Relatora do Pré-sal, Kátia Abreu defende sistema de concessão

João Bosco Rabello

17 de março de 2010 | 21h05

Kátia: depois da CPMF, o pré-sal. Foto: Celso Junior/AE

Kátia: depois da CPMF, o pré-sal. Foto: Celso Junior/AE

Indicada relatora no Senado do projeto do pré-sal, a senadora Kátia Abreu (DEM-TO) vai dar seu parecer pela preservação do sistema de concessão e não o de partilha como quer o governo.

A aprovação pelo Senado de um parecer com esse teor significará o fim de toda a agenda do governo para o pré-sal, que é baseada no sistema de partilha.

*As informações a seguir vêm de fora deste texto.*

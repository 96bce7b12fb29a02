use crate::{
    ast::{CollectionKind, CollectionMethod},
    error::RuntimeError,
    interpreter::{
        evaluator::{cast, core::EvalResult},
        value::core::Value,
    },
    util::num::f64_floor_to_i64,
};

/// Evaluates an indexing expression `obj[idx]`.
///
/// - On a list, the index is coerced to a number; negative indices resolve
///   from the end; out-of-range is fatal.
/// - On a dictionary, a key equal to `idx` is looked up; a missing key is
///   fatal.
/// - On a string, the same rule as lists applies and a one-character
///   string is returned.
///
/// # Errors
/// Returns `IndexOutOfBounds`, `MissingKey`, or `TypeError` depending on
/// the failure.
pub fn index_access(object: &Value, index: &Value, line: usize) -> EvalResult<Value> {
    match object {
        Value::List(items) => {
            let items = items.borrow();
            let at = resolve_index(index, items.len(), line)?;
            Ok(items[at].clone())
        },
        Value::Dict(d) => {
            d.borrow()
             .get(index)
             .cloned()
             .ok_or_else(|| RuntimeError::MissingKey { key: index.to_string(),
                                                       line })
        },
        Value::Str(s) => {
            let chars: Vec<char> = s.chars().collect();
            let at = resolve_index(index, chars.len(), line)?;
            Ok(Value::Str(chars[at].to_string()))
        },
        other => Err(RuntimeError::TypeError { details: format!("{} cannot be indexed",
                                                                other.type_name()),
                                               line }),
    }
}

/// Evaluates an indexed assignment `obj[idx] = value`.
///
/// Lists replace the element at the resolved index; dictionaries replace
/// the value under an equal key in place or append a new entry. Strings
/// are immutable, so assigning into one is fatal.
pub fn index_assign(target: &Value, index: &Value, value: Value, line: usize) -> EvalResult<()> {
    match target {
        Value::List(items) => {
            let len = items.borrow().len();
            let at = resolve_index(index, len, line)?;
            items.borrow_mut()[at] = value;
            Ok(())
        },
        Value::Dict(d) => {
            d.borrow_mut().insert(index.clone(), value);
            Ok(())
        },
        Value::Str(_) => Err(RuntimeError::TypeError { details: "strings are immutable; assigning to an element is not possible".to_string(),
                                                       line }),
        other => {
            Err(RuntimeError::TypeError { details: format!("{} does not support indexed assignment",
                                                           other.type_name()),
                                          line })
        },
    }
}

/// Executes a collection method call.
///
/// The binding's shape is rechecked on every call: the value currently
/// held must match the collection kind named in the call.
///
/// | call               | effect                                          |
/// |--------------------|-------------------------------------------------|
/// | `x.add:list(v)`    | append `v`                                      |
/// | `x.add:dict(k:v)`  | replace under an equal key in place, or append  |
/// | `x.delete:list(i)` | remove at index `i` (negatives allowed)         |
/// | `x.delete:dict(k)` | remove the entry whose key equals `k`           |
/// | `x.clear:list()`   | truncate to empty                               |
/// | `x.clear:dict()`   | truncate to empty                               |
pub fn method_call(object: &str,
                   held: &Value,
                   method: CollectionMethod,
                   kind: CollectionKind,
                   args: &[Value],
                   line: usize)
                   -> EvalResult<()> {
    match (kind, held) {
        (CollectionKind::List, Value::List(items)) => match method {
            CollectionMethod::Add => {
                check_method_arity("add:list", 1, args.len(), line)?;
                items.borrow_mut().push(args[0].clone());
                Ok(())
            },
            CollectionMethod::Delete => {
                check_method_arity("delete:list", 1, args.len(), line)?;
                let len = items.borrow().len();
                let at = resolve_index(&args[0], len, line)?;
                items.borrow_mut().remove(at);
                Ok(())
            },
            CollectionMethod::Clear => {
                check_method_arity("clear:list", 0, args.len(), line)?;
                items.borrow_mut().clear();
                Ok(())
            },
        },
        (CollectionKind::Dict, Value::Dict(d)) => match method {
            CollectionMethod::Add => {
                // The grammar tolerates extra arguments after the pair.
                if args.len() < 2 {
                    return Err(RuntimeError::ArgumentCountMismatch { name: "add:dict".to_string(),
                                                                     expected: 2,
                                                                     found: args.len(),
                                                                     line });
                }
                d.borrow_mut().insert(args[0].clone(), args[1].clone());
                Ok(())
            },
            CollectionMethod::Delete => {
                check_method_arity("delete:dict", 1, args.len(), line)?;
                d.borrow_mut()
                 .remove(&args[0])
                 .map(|_| ())
                 .ok_or_else(|| RuntimeError::MissingKey { key: args[0].to_string(),
                                                           line })
            },
            CollectionMethod::Clear => {
                check_method_arity("clear:dict", 0, args.len(), line)?;
                d.borrow_mut().clear();
                Ok(())
            },
        },
        (kind, other) => {
            Err(RuntimeError::TypeError { details: format!("'{object}' holds {}, but '{method}:{kind}' needs a {kind}",
                                                           other.type_name()),
                                          line })
        },
    }
}

/// Coerces an index to a number, resolves negatives from the end, and
/// bounds-checks it.
#[allow(clippy::cast_possible_wrap)]
#[allow(clippy::cast_sign_loss)]
fn resolve_index(index: &Value, len: usize, line: usize) -> EvalResult<usize> {
    let raw = f64_floor_to_i64(cast::to_number(index, line)?, line)?;
    let resolved = if raw < 0 { raw + len as i64 } else { raw };
    if resolved < 0 || resolved >= len as i64 {
        return Err(RuntimeError::IndexOutOfBounds { index: raw, len, line });
    }
    Ok(resolved as usize)
}

fn check_method_arity(name: &str, expected: usize, found: usize, line: usize) -> EvalResult<()> {
    if expected == found {
        Ok(())
    } else {
        Err(RuntimeError::ArgumentCountMismatch { name: name.to_string(),
                                                  expected,
                                                  found,
                                                  line })
    }
}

A começar pela Petro-sal, a empresa que o governo quer criar para administrar o processo, cuja existência perde o sentido em tal contexto.

Kátia sustentará que a compensação aos três Estados produtores – Rio, Espírito Santo e São Paulo – prejudicados na distribuição compartilhada dos royalties, deverá vir da parte da União no bolo.

Por fim, acha que parte dos recursos deve financiar a Previdência.

“Vou defender o sistema que as nações mais desenvolvidas adotam e tenho amparo para isso na Constituição. Ela estabelece o regime de concessão. O sistema de partilha é adotado nos países totalitários”, disse ao blog.

Ela será indicada relatora pelo senador Demóstenes Torres (DEM-GO), presidente da Comissão de Constituição e Justiça (CCJ) do Senado.

O senador Renan Calheiros (PMDB-AL) pretende pleitear a relatoria, mas até  agora Demóstenes  a garante para sua colega de partido.

O mais provável é que a base aliada imponha um relator no plenário numa segunda etapa, como ocorreu com a CPMF, relatada pela mesma Kátia Abreu, e que impôs ao governo Lula sua maior derrota no Congresso.